> [WHAT YOU SHOULD DO]: Scan the data beneath this task and copy each line that includes "SessionTotals".

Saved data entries
━━━━

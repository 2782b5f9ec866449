//! Session records: what a running session captures and what it persists.

use chrono::{DateTime, Utc};
use serde::{Deserialize, Serialize};

use crate::error::{ModelError, Result};
use crate::series::Series;

/// A series the user completed, with the RPE actually recorded.
#[derive(Debug, Clone, PartialEq, Serialize, Deserialize)]
#[serde(rename_all = "camelCase")]
pub struct CompletedSeries {
    /// Position of the series within its exercise.
    pub series_index: usize,
    pub series: Series,
}

/// Time spent per category, in seconds.
#[derive(Debug, Clone, Copy, Default, PartialEq, Eq, Serialize, Deserialize)]
#[serde(rename_all = "camelCase")]
pub struct SessionTotals {
    pub prep_seconds: u64,
    pub rest_series_seconds: u64,
    pub rest_between_exercises_seconds: u64,
    pub work_seconds: u64,
    pub total_seconds: u64,
}

impl SessionTotals {
    /// Build totals; `total_seconds` is always the sum of the four parts.
    #[must_use]
    pub fn new(
        prep_seconds: u64,
        rest_series_seconds: u64,
        rest_between_exercises_seconds: u64,
        work_seconds: u64,
    ) -> Self {
        Self {
            prep_seconds,
            rest_series_seconds,
            rest_between_exercises_seconds,
            work_seconds,
            total_seconds: prep_seconds
                + rest_series_seconds
                + rest_between_exercises_seconds
                + work_seconds,
        }
    }

    #[must_use]
    pub fn parts_sum(&self) -> u64 {
        self.prep_seconds
            + self.rest_series_seconds
            + self.rest_between_exercises_seconds
            + self.work_seconds
    }

    /// Check that `total_seconds` equals the sum of its parts.
    pub fn verify(&self) -> Result<()> {
        let sum = self.parts_sum();
        if sum == self.total_seconds {
            Ok(())
        } else {
            Err(ModelError::TotalsMismatch {
                total: self.total_seconds,
                sum,
            })
        }
    }

    #[must_use]
    pub fn rest_seconds(&self) -> u64 {
        self.rest_series_seconds + self.rest_between_exercises_seconds
    }
}

/// One exercise as performed in a session.
#[derive(Debug, Clone, PartialEq, Serialize, Deserialize)]
#[serde(rename_all = "camelCase")]
pub struct SessionExercise {
    pub name: String,
    pub key: String,
    pub translation_key: String,
    pub series: Vec<Series>,
}

/// Persisted summary of a finished session. Never mutated after creation.
#[derive(Debug, Clone, PartialEq, Serialize, Deserialize)]
#[serde(rename_all = "camelCase")]
pub struct RoutineSession {
    pub id: String,
    pub routine_id: String,
    pub routine_title: String,
    pub date: DateTime<Utc>,
    pub exercises: Vec<SessionExercise>,
    pub totals: SessionTotals,
    #[serde(default)]
    pub notes: Vec<String>,
    #[serde(default)]
    pub muscles: Vec<String>,
    pub exercise_count: usize,
    pub series_count: usize,
}

impl RoutineSession {
    /// Total lifted volume (weight x reps) over the recorded series.
    #[must_use]
    pub fn volume(&self) -> f64 {
        self.exercises
            .iter()
            .flat_map(|exercise| exercise.series.iter())
            .map(Series::volume)
            .sum()
    }
}
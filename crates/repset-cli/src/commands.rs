use std::fs;
use std::path::Path;
use std::sync::Arc;
use std::time::Duration;

use anyhow::{Context, Result, bail};
use chrono::Utc;
use indicatif::{ProgressBar, ProgressStyle};
use tracing::{Instrument, info, info_span};
use uuid::Uuid;

use repset_cli::catalog::load_catalog;
use repset_cli::config::{data_dir, load_settings, save_settings, settings_path};
use repset_cli::summary::{history_table, routines_table, validation_table};
use repset_core::{LogNotifier, SessionDeps, SessionEngine, build_routine};
use repset_model::{RoutineDraft, RoutineSession};
use repset_persistence::{JsonFileStore, PersistenceError, WorkoutStore, upsert_routine};
use repset_validate::{DraftReport, gate_routine_save, validate_routine_draft};

use crate::cli::{Cli, RunArgs, SettingsArgs};

/// Open the file store under `--store` or the platform data folder.
fn open_store(cli: &Cli) -> Result<JsonFileStore> {
    let root = data_dir(cli.store.as_deref())?;
    fs::create_dir_all(&root).with_context(|| format!("create data directory {}", root.display()))?;
    Ok(JsonFileStore::new(root))
}

fn store_error(error: PersistenceError) -> anyhow::Error {
    match error.suggestion() {
        Some(suggestion) => anyhow::anyhow!("{} {suggestion}", error.user_message()),
        None => anyhow::anyhow!(error.user_message()),
    }
}

fn read_draft(path: &Path) -> Result<RoutineDraft> {
    let content = fs::read_to_string(path).with_context(|| format!("read {}", path.display()))?;
    serde_json::from_str(&content).with_context(|| format!("parse routine draft {}", path.display()))
}

pub async fn run_routines(cli: &Cli) -> Result<()> {
    let store = open_store(cli)?;
    let routines = store.get_routines().await.map_err(store_error)?;
    if routines.is_empty() {
        println!("No routines yet. Import one with `repset import <FILE>`.");
        return Ok(());
    }
    println!("{}", routines_table(&routines));
    Ok(())
}

/// Validate a draft and print the report. Returns whether it can be saved.
pub fn run_validate(path: &Path) -> Result<bool> {
    let draft = read_draft(path)?;
    let reports = validate_routine_draft(&draft);
    print_reports(&reports);
    Ok(!gate_routine_save(&reports).block_save)
}

fn print_reports(reports: &[DraftReport]) {
    if reports.is_empty() {
        println!("The draft has no exercises.");
        return;
    }
    println!("{}", validation_table(reports));
}

pub async fn run_import(cli: &Cli, path: &Path) -> Result<String> {
    let draft = read_draft(path)?;
    let reports = validate_routine_draft(&draft);
    let gate = gate_routine_save(&reports);
    if gate.block_save {
        print_reports(&reports);
        bail!(
            "exercises without a valid series: {}",
            gate.blocking_exercises.join(", ")
        );
    }

    let routine = build_routine(&draft, Uuid::new_v4().to_string(), Utc::now())
        .with_context(|| format!("build routine from {}", path.display()))?;
    let store = open_store(cli)?;
    let id = routine.id.clone();
    let title = routine.title.clone();
    upsert_routine(&store, routine)
        .await
        .map_err(store_error)
        .context("save routine")?;
    info!(routine_id = %id, "imported routine");
    println!("Imported \"{title}\" as {id}");
    Ok(id)
}

pub async fn run_history(cli: &Cli) -> Result<()> {
    let store = open_store(cli)?;
    let sessions = store
        .get_routine_sessions()
        .await
        .map_err(store_error)?;
    if sessions.is_empty() {
        println!("No sessions saved yet.");
        return Ok(());
    }
    println!("{}", history_table(&sessions));
    Ok(())
}

pub fn run_settings(cli: &Cli, args: &SettingsArgs) -> Result<()> {
    let mut settings = load_settings(cli.settings.as_deref());
    let changed = args.rpe_policy.is_some() || args.rest_step.is_some() || args.vibration.is_some();
    if let Some(policy) = args.rpe_policy {
        settings.rpe_policy = policy.into();
    }
    if let Some(step) = args.rest_step {
        settings.rest_adjust_step_seconds = step;
    }
    if let Some(vibration) = args.vibration {
        settings.vibration = vibration;
    }
    if changed {
        let path = match cli.settings.clone().or_else(settings_path) {
            Some(path) => path,
            None => bail!("could not determine settings path; pass --settings <PATH>"),
        };
        save_settings(&settings, &path)?;
        println!("Saved {}", path.display());
    }
    println!("rpe_policy = {}", settings.rpe_policy);
    println!("rest_adjust_step_seconds = {}", settings.rest_adjust_step_seconds);
    println!("vibration = {}", settings.vibration);
    Ok(())
}

/// Drive a session to the end: every series is completed, RPE prompts are
/// answered with `--rpe` (or the planned value) and countdowns run out.
pub async fn run_session(cli: &Cli, args: &RunArgs) -> Result<Option<RoutineSession>> {
    let span = info_span!("session", routine_id = %args.routine_id);
    drive_session(cli, args).instrument(span).await
}

async fn drive_session(cli: &Cli, args: &RunArgs) -> Result<Option<RoutineSession>> {
    let mut settings = load_settings(cli.settings.as_deref());
    if let Some(policy) = args.rpe_policy {
        settings.rpe_policy = policy.into();
    }
    let catalog = load_catalog(args.catalog.as_deref())?;
    let deps = SessionDeps::new(Arc::new(open_store(cli)?))
        .with_settings(Arc::new(settings))
        .with_catalog(Arc::new(catalog))
        .with_notifier(Arc::new(LogNotifier));

    let mut engine = SessionEngine::load(deps, &args.routine_id).await;
    let Some(routine) = engine.routine().cloned() else {
        bail!("routine {} not found", args.routine_id);
    };
    println!("Starting \"{}\"", routine.title);

    while !engine.routine_finished() {
        let Some(state) = engine.state() else {
            bail!("session ended unexpectedly");
        };
        if state.pending_series().is_some() {
            match args.rpe {
                Some(rpe) => engine.save_rpe(rpe),
                None => engine.submit_rpe_input(),
            }
        } else if state.is_preparation() {
            count_down(&mut engine, "Get ready", args.realtime).await;
        } else if state.is_resting() {
            count_down(&mut engine, "Rest", args.realtime).await;
        } else {
            if let Some(exercise) = routine.exercises.get(state.current_exercise_index()) {
                println!(
                    "  {} - set {}/{}",
                    exercise.name,
                    state.current_series_index() + 1,
                    exercise.series.len()
                );
            }
            engine.complete_current_series();
        }
    }

    if let Some(Err(error)) = engine.wait_for_persistence().await {
        eprintln!("warning: {}", error.user_message());
        if let Some(suggestion) = error.suggestion() {
            eprintln!("  {suggestion}");
        }
    }
    Ok(engine.summary().cloned())
}

/// Run the armed countdown out, one tick per second with `realtime`.
async fn count_down(engine: &mut SessionEngine, label: &str, realtime: bool) {
    let total = u64::from(countdown_remaining(engine));

    let bar = if realtime {
        let bar = ProgressBar::new(total);
        if let Ok(style) = ProgressStyle::with_template("{msg:>10} [{bar:30}] {pos}/{len}s") {
            bar.set_style(style.progress_chars("=> "));
        }
        bar.set_message(label.to_string());
        bar
    } else {
        ProgressBar::hidden()
    };

    let mut interval = tokio::time::interval(Duration::from_secs(1));
    // The first tick completes immediately.
    interval.tick().await;
    while let Some(token) = engine.timer_token() {
        if realtime {
            interval.tick().await;
        }
        engine.tick_with(token);
        bar.set_position(total.saturating_sub(u64::from(countdown_remaining(engine))));
    }
    bar.finish_and_clear();

    // Nothing armed but still counting down: end it explicitly.
    if engine.is_resting() {
        engine.complete_rest();
    } else if engine.is_preparation() {
        engine.skip_preparation();
    }
}

fn countdown_remaining(engine: &SessionEngine) -> u32 {
    engine
        .state()
        .map_or(0, |state| state.rest_time().max(state.preparation_remaining()))
}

━━━━

> [EXPECTED OUTPUT]:
pub struct SessionTotals {
impl SessionTotals {
    pub totals: SessionTotals,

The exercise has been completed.